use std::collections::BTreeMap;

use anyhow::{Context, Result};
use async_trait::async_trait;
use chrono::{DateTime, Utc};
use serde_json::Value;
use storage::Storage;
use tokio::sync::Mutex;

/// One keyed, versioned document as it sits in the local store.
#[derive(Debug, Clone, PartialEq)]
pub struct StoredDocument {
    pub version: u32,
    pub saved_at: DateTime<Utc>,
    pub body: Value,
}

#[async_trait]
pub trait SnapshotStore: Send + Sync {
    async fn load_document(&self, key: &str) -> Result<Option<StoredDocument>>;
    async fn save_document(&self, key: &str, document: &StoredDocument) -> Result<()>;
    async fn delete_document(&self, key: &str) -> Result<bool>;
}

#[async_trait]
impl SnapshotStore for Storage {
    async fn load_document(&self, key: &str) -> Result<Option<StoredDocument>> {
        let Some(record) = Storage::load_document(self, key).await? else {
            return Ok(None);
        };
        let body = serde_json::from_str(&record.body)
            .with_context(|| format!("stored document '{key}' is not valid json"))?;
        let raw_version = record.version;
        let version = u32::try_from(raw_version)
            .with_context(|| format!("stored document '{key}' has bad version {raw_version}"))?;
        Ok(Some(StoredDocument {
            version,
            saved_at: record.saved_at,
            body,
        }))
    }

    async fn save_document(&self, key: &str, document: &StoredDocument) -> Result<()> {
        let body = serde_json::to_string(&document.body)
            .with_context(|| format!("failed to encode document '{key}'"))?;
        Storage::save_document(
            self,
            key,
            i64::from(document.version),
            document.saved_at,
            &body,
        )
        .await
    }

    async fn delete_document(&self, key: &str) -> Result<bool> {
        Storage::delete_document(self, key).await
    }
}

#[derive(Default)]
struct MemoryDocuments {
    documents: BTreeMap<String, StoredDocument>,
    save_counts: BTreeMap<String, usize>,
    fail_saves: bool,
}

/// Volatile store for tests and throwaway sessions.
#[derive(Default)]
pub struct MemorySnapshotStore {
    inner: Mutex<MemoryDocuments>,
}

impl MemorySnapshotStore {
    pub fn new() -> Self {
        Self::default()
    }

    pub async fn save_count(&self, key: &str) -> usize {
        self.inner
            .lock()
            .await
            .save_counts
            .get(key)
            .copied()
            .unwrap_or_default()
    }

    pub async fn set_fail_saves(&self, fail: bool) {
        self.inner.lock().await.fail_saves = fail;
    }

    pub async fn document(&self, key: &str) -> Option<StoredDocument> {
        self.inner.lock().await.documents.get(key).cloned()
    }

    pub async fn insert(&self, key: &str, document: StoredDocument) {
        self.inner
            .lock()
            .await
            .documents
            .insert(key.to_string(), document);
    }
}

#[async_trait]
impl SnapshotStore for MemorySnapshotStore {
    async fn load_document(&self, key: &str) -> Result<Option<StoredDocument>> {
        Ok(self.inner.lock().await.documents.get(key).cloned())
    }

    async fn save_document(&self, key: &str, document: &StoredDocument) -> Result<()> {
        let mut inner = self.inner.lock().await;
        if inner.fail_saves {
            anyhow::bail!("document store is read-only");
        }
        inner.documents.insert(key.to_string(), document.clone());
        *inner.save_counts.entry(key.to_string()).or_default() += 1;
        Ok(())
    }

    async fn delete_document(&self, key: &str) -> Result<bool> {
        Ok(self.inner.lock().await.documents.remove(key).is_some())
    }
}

# Exercise prompt:
Every line above should be output exactly as it stands.

# Answer section:
use std::collections::BTreeMap;

use anyhow::{Context, Result};
use async_trait::async_trait;
use chrono::{DateTime, Utc};
use serde_json::Value;
use storage::Storage;
use tokio::sync::Mutex;

/// One keyed, versioned document as it sits in the local store.
#[derive(Debug, Clone, PartialEq)]
pub struct StoredDocument {
    pub version: u32,
    pub saved_at: DateTime<Utc>,
    pub body: Value,
}

#[async_trait]
pub trait SnapshotStore: Send + Sync {
    async fn load_document(&self, key: &str) -> Result<Option<StoredDocument>>;
    async fn save_document(&self, key: &str, document: &StoredDocument) -> Result<()>;
    async fn delete_document(&self, key: &str) -> Result<bool>;
}

#[async_trait]
impl SnapshotStore for Storage {
    async fn load_document(&self, key: &str) -> Result<Option<StoredDocument>> {
        let Some(record) = Storage::load_document(self, key).await? else {
            return Ok(None);
        };
        let body = serde_json::from_str(&record.body)
            .with_context(|| format!("stored document '{key}' is not valid json"))?;
        let raw_version = record.version;
        let version = u32::try_from(raw_version)
            .with_context(|| format!("stored document '{key}' has bad version {raw_version}"))?;
        Ok(Some(StoredDocument {
            version,
            saved_at: record.saved_at,
            body,
        }))
    }

    async fn save_document(&self, key: &str, document: &StoredDocument) -> Result<()> {
        let body = serde_json::to_string(&document.body)
            .with_context(|| format!("failed to encode document '{key}'"))?;
        Storage::save_document(
            self,
            key,
            i64::from(document.version),
            document.saved_at,
            &body,
        )
        .await
    }

    async fn delete_document(&self, key: &str) -> Result<bool> {
        Storage::delete_document(self, key).await
    }
}

#[derive(Default)]
struct MemoryDocuments {
    documents: BTreeMap<String, StoredDocument>,
    save_counts: BTreeMap<String, usize>,
    fail_saves: bool,
}

/// Volatile store for tests and throwaway sessions.
#[derive(Default)]
pub struct MemorySnapshotStore {
    inner: Mutex<MemoryDocuments>,
}

impl MemorySnapshotStore {
    pub fn new() -> Self {
        Self::default()
    }

    pub async fn save_count(&self, key: &str) -> usize {
        self.inner
            .lock()
            .await
            .save_counts
            .get(key)
            .copied()
            .unwrap_or_default()
    }

    pub async fn set_fail_saves(&self, fail: bool) {
        self.inner.lock().await.fail_saves = fail;
    }

    pub async fn document(&self, key: &str) -> Option<StoredDocument> {
        self.inner.lock().await.documents.get(key).cloned()
    }

    pub async fn insert(&self, key: &str, document: StoredDocument) {
        self.inner
            .lock()
            .await
            .documents
            .insert(key.to_string(), document);
    }
}

#[async_trait]
impl SnapshotStore for MemorySnapshotStore {
    async fn load_document(&self, key: &str) -> Result<Option<StoredDocument>> {
        Ok(self.inner.lock().await.documents.get(key).cloned())
    }

    async fn save_document(&self, key: &str, document: &StoredDocument) -> Result<()> {
        let mut inner = self.inner.lock().await;
        if inner.fail_saves {
            anyhow::bail!("document store is read-only");
        }
        inner.documents.insert(key.to_string(), document.clone());
        *inner.save_counts.entry(key.to_string()).or_default() += 1;
        Ok(())
    }

    async fn delete_document(&self, key: &str) -> Result<bool> {
        Ok(self.inner.lock().await.documents.remove(key).is_some())
    }
}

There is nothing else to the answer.